If a humble £10/£5000 project is too much and puts off your dream project for too long consider a micro project, running a campaign with a £1 pledge level and a £100 goal will tick all the same boxes for a tiny risk.

 

Be A Human

This comes into three sections but you are a human (I assume) not a corporation and while that means that you lack resources it gives you other advantages:

1) Constantly writing rules can make it difficult but don't be afraid to give responses on social media as "my" opinion. I've seen direct results in terms of backer numbers and site traffic much more consistently and immediately due to personal posts of opinions and questions than from posts about the campaign however heavily boosted. Talk to people like a human being talking to a human being as often as you can, the ability to offer your potential backers the direct opinion of the designer, writer and CEO of your company is an advantage, don't waste it.

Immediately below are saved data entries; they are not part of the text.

//! Pump clock handling.
//!
//! CareLink pumps report wall-clock renderings without a timezone. This
//! module holds the whole-hour [`PumpOffset`] inferred for a pump, the
//! parser that pins a pump-local rendering to an absolute instant, and the
//! [`Timestamp`] pair (`date` / `dateString`) stamped onto every entry.

use core::fmt;
use core::str::FromStr;

#[cfg(feature = "serde")]
use serde::{Deserialize, Serialize};
use time::format_description::BorrowedFormatItem;
use time::macros::format_description;
use time::{OffsetDateTime, PrimitiveDateTime, UtcOffset};

use crate::error::{ParseError, ParseResult};

/// Renderings the pump and the CareLink server are known to use for
/// pump-local time. Tried in order.
const PUMP_TIME_FORMATS: &[&[BorrowedFormatItem<'static>]] = &[
    format_description!("[year]-[month]-[day] [hour]:[minute]:[second]"),
    format_description!("[year]-[month]-[day]T[hour]:[minute]:[second]"),
    format_description!("[month repr:short] [day padding:none], [year] [hour]:[minute]:[second]"),
];

/// ECMAScript `Date.prototype.toISOString` layout, always in UTC.
const ISO_8601_MILLIS: &[BorrowedFormatItem<'static>] =
    format_description!("[year]-[month]-[day]T[hour]:[minute]:[second].[subsecond digits:3]Z");

/// Whole-hour UTC offset of a pump's clock.
///
/// Renders as a signed four digit offset with zero minutes, which is also
/// the only form [`FromStr`] accepts.
///
/// ```
/// use carelink_types::PumpOffset;
///
/// let offset = PumpOffset::from_hours(-3).unwrap();
/// assert_eq!(offset.to_string(), "-0300");
/// assert_eq!("+0500".parse::<PumpOffset>().unwrap().hours(), 5);
/// ```
#[derive(Debug, Clone, Copy, PartialEq, Eq, Hash)]
pub struct PumpOffset(UtcOffset);

impl PumpOffset {
    /// The zero offset.
    pub const UTC: PumpOffset = PumpOffset(UtcOffset::UTC);

    /// Build an offset from a signed number of hours.
    ///
    /// # Errors
    ///
    /// Returns [`ParseError::OffsetOutOfRange`] when `hours` cannot be
    /// expressed as a UTC offset (more than 25 hours either way).
    pub fn from_hours(hours: i64) -> ParseResult<Self> {
        i8::try_from(hours)
            .ok()
            .and_then(|h| UtcOffset::from_hms(h, 0, 0).ok())
            .map(PumpOffset)
            .ok_or(ParseError::OffsetOutOfRange { hours })
    }

    /// Signed whole hours east of UTC.
    #[must_use]
    pub fn hours(&self) -> i8 {
        self.0.whole_hours()
    }

    /// The offset as a `time` UTC offset.
    #[must_use]
    pub fn utc_offset(&self) -> UtcOffset {
        self.0
    }
}

impl fmt::Display for PumpOffset {
    fn fmt(&self, f: &mut fmt::Formatter<'_>) -> fmt::Result {
        let hours = self.hours();
        let sign = if hours >= 0 { '+' } else { '-' };
        write!(f, "{}{:02}00", sign, hours.unsigned_abs())
    }
}

impl FromStr for PumpOffset {
    type Err = ParseError;

    fn from_str(s: &str) -> Result<Self, Self::Err> {
        let invalid = || ParseError::InvalidOffset(s.to_string());

        let bytes = s.as_bytes();
        if bytes.len() != 5 || !bytes[1..].iter().all(u8::is_ascii_digit) {
            return Err(invalid());
        }
        let negative = match bytes[0] {
            b'+' => false,
            b'-' => true,
            _ => return Err(invalid()),
        };
        if &s[3..] != "00" {
            return Err(invalid());
        }

        let hours: i64 = s[1..3].parse().map_err(|_| invalid())?;
        PumpOffset::from_hours(if negative { -hours } else { hours })
    }
}

/// Parse a pump-local clock rendering into a calendar date and time.
///
/// # Errors
///
/// Returns [`ParseError::MalformedTimestamp`] if `local` matches none of the
/// known renderings.
pub fn parse_pump_local_time(local: &str) -> ParseResult<PrimitiveDateTime> {
    let trimmed = local.trim();
    PUMP_TIME_FORMATS
        .iter()
        .find_map(|format| PrimitiveDateTime::parse(trimmed, *format).ok())
        .ok_or_else(|| ParseError::MalformedTimestamp {
            value: local.to_string(),
        })
}

/// Resolve a pump-local clock rendering to an absolute instant using the
/// pump's offset.
///
/// ```
/// use carelink_types::{PumpOffset, resolve_pump_local_time};
///
/// let offset: PumpOffset = "-0500".parse().unwrap();
/// let instant = resolve_pump_local_time("2023-01-01 10:00:00", &offset).unwrap();
/// assert_eq!(instant.unix_timestamp(), 1_672_585_200);
/// ```
///
/// # Errors
///
/// Returns [`ParseError::MalformedTimestamp`] if `local` cannot be parsed.
pub fn resolve_pump_local_time(local: &str, offset: &PumpOffset) -> ParseResult<OffsetDateTime> {
    Ok(parse_pump_local_time(local)?.assume_offset(offset.utc_offset()))
}

/// Milliseconds since the Unix epoch for `instant`.
#[must_use]
pub fn unix_millis(instant: OffsetDateTime) -> i64 {
    // Floor division keeps pre-epoch instants on the same millisecond grid as
    // JavaScript clocks.
    instant.unix_timestamp_nanos().div_euclid(1_000_000) as i64
}

/// Instant for a millisecond epoch value, if representable.
#[must_use]
pub fn from_unix_millis(millis: i64) -> Option<OffsetDateTime> {
    OffsetDateTime::from_unix_timestamp_nanos(i128::from(millis) * 1_000_000).ok()
}

/// Render `instant` in UTC as `YYYY-MM-DDTHH:MM:SS.sssZ`.
#[must_use]
pub fn format_iso_8601(instant: OffsetDateTime) -> Option<String> {
    instant.to_offset(UtcOffset::UTC).format(ISO_8601_MILLIS).ok()
}

/// The `date` / `dateString` pair carried by every entry.
#[derive(Debug, Clone, Default, PartialEq, Eq)]
#[cfg_attr(feature = "serde", derive(Serialize, Deserialize))]
pub struct Timestamp {
    /// Milliseconds since the Unix epoch.
    pub date: i64,
    /// ISO-8601 rendering of `date`; absent when `date` is not representable.
    #[cfg_attr(
        feature = "serde",
        serde(
            rename = "dateString",
            default,
            skip_serializing_if = "Option::is_none"
        )
    )]
    pub date_string: Option<String>,
}

impl Timestamp {
    /// Stamp from a millisecond epoch value.
    #[must_use]
    pub fn from_millis(millis: i64) -> Self {
        Self {
            date: millis,
            date_string: from_unix_millis(millis).and_then(format_iso_8601),
        }
    }

    /// Stamp from an absolute instant.
    #[must_use]
    pub fn from_datetime(instant: OffsetDateTime) -> Self {
        Self {
            date: unix_millis(instant),
            date_string: format_iso_8601(instant),
        }
    }
}
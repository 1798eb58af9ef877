//! Command implementations for the CLI.

mod config;
mod offset;
mod transform;

pub use config::cmd_config;
pub use offset::cmd_offset;
pub use transform::cmd_transform;
//! Sensor-glucose entry construction.
//!
//! Raw `sgs` readings are filtered down to real glucose values, pinned to
//! absolute time with the inferred pump offset, and the freshest one is
//! annotated with the snapshot's trend.
//!
//! The readings are trusted to already be in ascending time order; they are
//! never sorted here.

use tracing::{debug, warn};

use carelink_types::{
    CareLinkSnapshot, ParseError, PumpOffset, SensorGlucoseEntry, SensorGlucoseReading,
    Timestamp, Trend, TrendAnnotation, resolve_pump_local_time,
};

use crate::error::Result;
use crate::offset::OffsetGuesser;

/// Look up the annotation for a CareLink trend key.
///
/// # Errors
///
/// Returns [`ParseError::UnknownTrend`] for keys outside the vocabulary.
pub fn trend_annotation(key: &str) -> Result<TrendAnnotation> {
    Ok(key.parse::<Trend>()?.annotation())
}

/// Convert one reading, or `None` if its time cannot be parsed.
#[must_use]
pub fn sgv_entry(reading: &SensorGlucoseReading, offset: &PumpOffset) -> Option<SensorGlucoseEntry> {
    match resolve_pump_local_time(&reading.datetime, offset) {
        Ok(instant) => Some(SensorGlucoseEntry::new(
            reading.sg,
            Timestamp::from_datetime(instant),
        )),
        Err(e) => {
            warn!(sg = reading.sg, error = %e, "Dropping sensor glucose reading");
            None
        }
    }
}

/// Build the glucose entries of a snapshot, oldest first.
///
/// Returns nothing, without consulting `guesser`, when the snapshot has no
/// readings. Also returns nothing when the pump offset cannot be inferred,
/// since no reading could be placed in time.
///
/// The last entry gets the `lastSGTrend` annotation only if the last *raw*
/// reading, before filtering, carried a value. An unmapped trend leaves it
/// unannotated.
pub fn sgv_entries(snapshot: &CareLinkSnapshot, guesser: &OffsetGuesser) -> Vec<SensorGlucoseEntry> {
    let readings = snapshot.readings();
    if readings.is_empty() {
        return Vec::new();
    }

    let offset = match guesser.guess_for(snapshot) {
        Ok(offset) => offset,
        Err(e) => {
            warn!(error = %e, "Cannot infer pump timezone, skipping sensor glucose entries");
            return Vec::new();
        }
    };

    let mut entries: Vec<SensorGlucoseEntry> = readings
        .iter()
        .filter(|reading| reading.is_valid())
        .filter_map(|reading| sgv_entry(reading, &offset))
        .collect();

    let freshest_has_value = readings.last().is_some_and(SensorGlucoseReading::has_value);
    if freshest_has_value && let Some(last) = entries.pop() {
        entries.push(last.annotate(last_trend(snapshot)));
    }

    debug!(
        raw = readings.len(),
        kept = entries.len(),
        %offset,
        "Built sensor glucose entries"
    );
    entries
}

fn last_trend(snapshot: &CareLinkSnapshot) -> Option<TrendAnnotation> {
    let key = snapshot.last_sg_trend.as_deref()?;
    match trend_annotation(key) {
        Ok(annotation) => Some(annotation),
        Err(crate::Error::Parse(ParseError::UnknownTrend(key))) => {
            debug!(trend = %key, "Unmapped trend, leaving last entry unannotated");
            None
        }
        Err(_) => None,
    }
}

2) Our community is full of people looking for help playtesting games or running them at conventions, people with their own mailing lists and followings who are themselves gamers sometimes with tickets and tables at major events. At the very least support their pages and blogs with likes, shares and comments. If you can, playtest and review their games, if offered the chance to run a game at a convention on someone else's ticket, jump at it. At the very least you'll likely have one more backer, every project is just a series of one more backers. At best you'll get mentioned in someone else's blog, make contacts and even sales.

3) Join several board game social media groups, subscribe to several blogs, attend as many conventions as you can get to and have at least one regular gaming group. Be an active member of your community, and a helpful member of it at that. Ideally, before you ask your first question or make your first request try to make it so that at least one person who might respond might already know who you are. Questions and support are taking from the community, being active with follows and responses is giving to it. Try to give more than you take.

 

Remember, Its Not Everything

Your social media following is a big help, but it is the tail not the dog. Get everything else right before looking to a mailing list to fix things. I've seen campaigns cancelled after spending thousands on advertising because they were concerned that their boosting didn't get the results they wanted when their websites had no artwork or gameplay explanations. A good humble project will back without a social media campaign so if you're really not sure how to run a social media campaign, run a humble project and learn by doing. Its true that a project won't become a massive hit without social media support but it can become successful, if your intention is to release the best possible project you can to as many people as your current skills extend to then a small, successful project should be acceptable. If your intention is to run one of the ten biggest Kickstarters of the year then you should have a base and set of skills that would put you beyond needing my advice.

 

In short all the things you need to do for a good social media campaign you should be doing anyway. You should be active and present in your community. As a games designer you should be staying in touch with what's happening in your field and as a project creator you should be staying in touch with your backers and adjusting to their needs. Go small, keep it personal and aim first and foremost to put out one quality project to a group of backers that you can honestly say you served well.